J’avais abandonné Lévy lors de ses premiers succès, lorsque j’étais encore au collège, avec Et si c’était vrai, Sept jour pour l’éternité, Où es-tu ? C’était d’ailleurs plutôt plaisant, bien mené, avec de l’humour, mais pas de la grande littérature non plus.

Depuis, je n’ai plus vraiment suivi l’actualité de cet auteur, mais ayant participé à un concours pour gagner des livres de poche, j’ai eu la surprise de trouver il y a quelques jours Les Enfants de la Liberté dans ma boîte aux lettres.

La couverture montre un petit garçon et une petite fille qui se tiennent la main, sur un fond de ciel bleu, seuls les avions en arrière plan et les habits d’époque nous indiquent que l’histoire se passera durant la guerre, mais on s’attend à une histoire d’amour dont j’avais eu l’habitude avec l’auteur.

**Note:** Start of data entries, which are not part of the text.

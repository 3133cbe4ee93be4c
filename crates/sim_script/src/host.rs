//! Operations a script may perform on the simulation.

use sim_math::{IVec3, Quat, Vec3};
use sim_types::{
    AnchorParent, BlockId, Collision, CustomState, EntityData, EntityId, EntitySnapshot,
    EntityTypeId, Interaction, MovementResult, PlayerId, PlayerState,
};

/// The side-effect surface exposed to scripts.
///
/// Mutating operations apply to the authoritative store immediately: an
/// entity spawned by one script is visible to every script that runs after
/// it in the same tick. Invalid arguments (unknown or despawned IDs, bad
/// anchors) never fail the caller; the operation is a logged no-op and the
/// boolean result is `false`.
pub trait Host {
    /// The tick currently being simulated.
    fn tick(&self) -> u64;

    // ── Queries ─────────────────────────────────────────────────────────

    /// Every live entity, in ID order.
    fn get_entities(&self) -> Vec<EntitySnapshot>;

    /// A single live entity.
    fn get_entity(&self, id: EntityId) -> Option<EntitySnapshot>;

    /// Identity and state of a live entity.
    fn get_entity_data(&self, id: EntityId) -> Option<EntityData> {
        self.get_entity(id).map(|snapshot| snapshot.data)
    }

    /// State of a connected player.
    fn get_player_state(&self, id: PlayerId) -> Option<PlayerState>;

    /// Every connected player, in ID order.
    fn player_ids(&self) -> Vec<PlayerId>;

    /// Block at `cell`; empty outside the grid.
    fn get_block(&self, cell: IVec3) -> BlockId;

    // ── Lifecycle ───────────────────────────────────────────────────────

    /// Spawn an entity of a registered type. The type's `on_spawn` hook has
    /// already run when this returns. `None` for an unknown type.
    fn spawn_entity(
        &mut self,
        entity_type: EntityTypeId,
        position: Vec3,
        rotation: Quat,
        velocity: Vec3,
        custom_state: Option<CustomState>,
    ) -> Option<EntityId>;

    /// Mark an entity for removal at the end of the tick. It disappears
    /// from every query straight away.
    fn despawn_entity(&mut self, id: EntityId) -> bool;

    // ── Anchors and interactions ────────────────────────────────────────

    /// Attach an entity to a named slot on a player or another entity.
    fn anchor_entity(&mut self, id: EntityId, parent: AnchorParent, slot: &str) -> bool;

    /// Clear an entity's anchor and drop it at `position` (world space).
    fn detach_entity(&mut self, id: EntityId, position: Vec3) -> bool;

    /// Queue an interaction for the target's next update.
    fn interact_entity(&mut self, id: EntityId, interaction: Interaction) -> bool;

    // ── Collision ───────────────────────────────────────────────────────

    /// Sweep a player box from `position` along `desired` against the
    /// block grid.
    ///
    /// The box has the configured player size, so only `position` decides
    /// where it starts; `player` names the caller in diagnostics. A
    /// non-finite `position` or `desired` is treated as no movement.
    fn check_movement_for_collisions(
        &self,
        player: PlayerId,
        position: Vec3,
        desired: Vec3,
    ) -> MovementResult;

    /// Current collisions of an unanchored entity. Empty for unknown IDs.
    fn get_collisions_for_entity(&self, id: EntityId) -> Vec<Collision>;

    /// Current collisions of a player. Empty for unknown IDs.
    fn get_collisions_for_player(&self, id: PlayerId) -> Vec<Collision>;

    /// Whether the player's stored position rests on a solid block.
    fn is_player_on_ground(&self, id: PlayerId) -> bool;

    // ── Output ──────────────────────────────────────────────────────────

    /// Emit a positional sound in this tick's snapshot.
    fn play_sound(&mut self, sound_id: &str, position: Vec3, volume: f32);
}
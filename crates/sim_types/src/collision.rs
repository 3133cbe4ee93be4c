//! Collision query results.
//!
//! Nothing in this module is stored: collisions are recomputed from current
//! positions every time they are asked for.

use serde::{Deserialize, Serialize};
use sim_math::{BVec3, IVec3, Vec3};

use crate::entity_type::BlockId;
use crate::ids::{EntityId, PlayerId};

/// How two bodies meet.
#[derive(Debug, Clone, Copy, PartialEq, Eq, Serialize, Deserialize)]
pub enum CollisionKind {
    /// Solid bodies pushing against each other.
    Contact,
    /// At least one side is a sensor.
    Intersection,
}

/// What a body collided with.
#[derive(Debug, Clone, Copy, PartialEq, Eq, Serialize, Deserialize)]
pub enum CollisionTarget {
    /// A solid voxel. Cells outside the grid are reported with
    /// [`crate::OUT_OF_BOUNDS_BLOCK`].
    Block {
        /// Cell coordinates.
        position: IVec3,
        /// Block type.
        block: BlockId,
    },
    /// Another entity.
    Entity(EntityId),
    /// A player.
    Player(PlayerId),
}

/// A single contact or intersection.
#[derive(Debug, Clone, Copy, PartialEq, Serialize, Deserialize)]
pub struct Collision {
    /// Contact or intersection.
    pub kind: CollisionKind,
    /// The other side.
    pub target: CollisionTarget,
    /// Face normal pointing out of the target (zero for body overlaps).
    pub normal: Vec3,
    /// Displacement that would move the querying body out of the target
    /// (zero for body overlaps).
    pub resolution: Vec3,
}

impl Collision {
    /// A body-vs-body overlap.
    #[must_use]
    pub fn overlap(kind: CollisionKind, target: CollisionTarget) -> Self {
        Self {
            kind,
            target,
            normal: Vec3::ZERO,
            resolution: Vec3::ZERO,
        }
    }

    /// The entity on the other side, if any.
    #[must_use]
    pub fn entity(&self) -> Option<EntityId> {
        match self.target {
            CollisionTarget::Entity(id) => Some(id),
            _ => None,
        }
    }
}

/// Outcome of sweeping a player box along a desired displacement.
#[derive(Debug, Clone, Copy, PartialEq, Serialize, Deserialize)]
pub struct MovementResult {
    /// Displacement after clipping each axis at first contact.
    pub corrected_displacement: Vec3,
    /// Whether any axis was clipped.
    pub would_have_collided: bool,
    /// Whether the box rests on a solid voxel after moving.
    pub is_on_ground: bool,
    /// Axes that were clipped.
    pub blocked: BVec3,
}

impl MovementResult {
    /// Zero the components of `velocity` along every blocked axis.
    #[must_use]
    pub fn constrain_velocity(&self, velocity: Vec3) -> Vec3 {
        Vec3::select(self.blocked, Vec3::ZERO, velocity)
    }
}

#[cfg(test)]
mod tests {
    use super::*;

    #[test]
    fn test_constrain_velocity_zeroes_blocked_axes() {
        let result = MovementResult {
            corrected_displacement: Vec3::ZERO,
            would_have_collided: true,
            is_on_ground: true,
            blocked: BVec3::new(false, true, false),
        };
        let v = result.constrain_velocity(Vec3::new(1.0, -5.0, 2.0));
        assert_eq!(v, Vec3::new(1.0, 0.0, 2.0));
    }

    #[test]
    fn test_entity_target() {
        let c = Collision::overlap(CollisionKind::Contact, CollisionTarget::Entity(EntityId(7)));
        assert_eq!(c.entity(), Some(EntityId(7)));
        let c = Collision::overlap(CollisionKind::Contact, CollisionTarget::Player(PlayerId(7)));
        assert_eq!(c.entity(), None);
    }
}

J’ai donc été surprise, puisque ce n’est pas du tout le cas.

L’auteur nous raconte l’histoire de Jeannot et de son petit frère Claude, tous les deux juifs, à Toulouse, qui intègre le 35ème régiment, en réalité un réseau de gamins des rues résistants qui en dehors des actions du maquis soutenus, eux, par le Général de Gaulle et les forces anglaises, n’ont aucune aide et répondent coup par coup aux actions des allemands en ne tuant jamais aucun ni innocent, ni imbécile !

Le texte est assez émouvant, on suit l’histoire des deux frères et de leurs copains résistants, de leur entrée dans le réseau, les premières actions, les arrestations des copains, leur arrestation, interrogation, la prison, les exécutions des copains, la déportation, le trajet du dernier train qui est parti vers l’Allemagne lors de la libération…

Bon, je trouve qu’il y a quand même un gros problème dans ce roman, au niveau de la narration. En effet, Lévy a choisi la narration à la première personne, ok, pourquoi pas. Mais en réalité, on suit tous les personnages selon les actions qu’ils mènent. Par exemple, lorsqu’un personnage est en mission ou arrêté, c’est lui qu’on suit et on est quasiment dans sa tête, donc pourquoi avoir choisi de se focaliser officiellement sur un seul personnage si pour entrer finalement dans la tête de tous les autres personnages ? Ce n’est pas très logique. En plus, pour quasiment chaque personnage que l’on croise, on apprend comment il va s’en sortir à la fin de la guerre, s’il va survivre ou si, quand et comment il va mourir, ce qui est bien, ça évite de dire au lecteur « eh, oh, tu te souviens le personnage qu’on a croisé page tant pendant à peine 10 lignes ? Ben il va mourir comme ça », là au moins, on sait tout de suite, l’impact est plus fort, car le personnage est vivant, encore plein d’espoir, mais on sait que c’est en vain. En revanche, cette manière de faire en plus de la narration donne un effet d’éclatement de la narration au niveau des personnages, du temps, de l’espace… ce n’est pas difficile à suivre, mais ça fait plus flou et encore une fois, la première personne de narration n’était pas pour moi indispensable, bien au contraire !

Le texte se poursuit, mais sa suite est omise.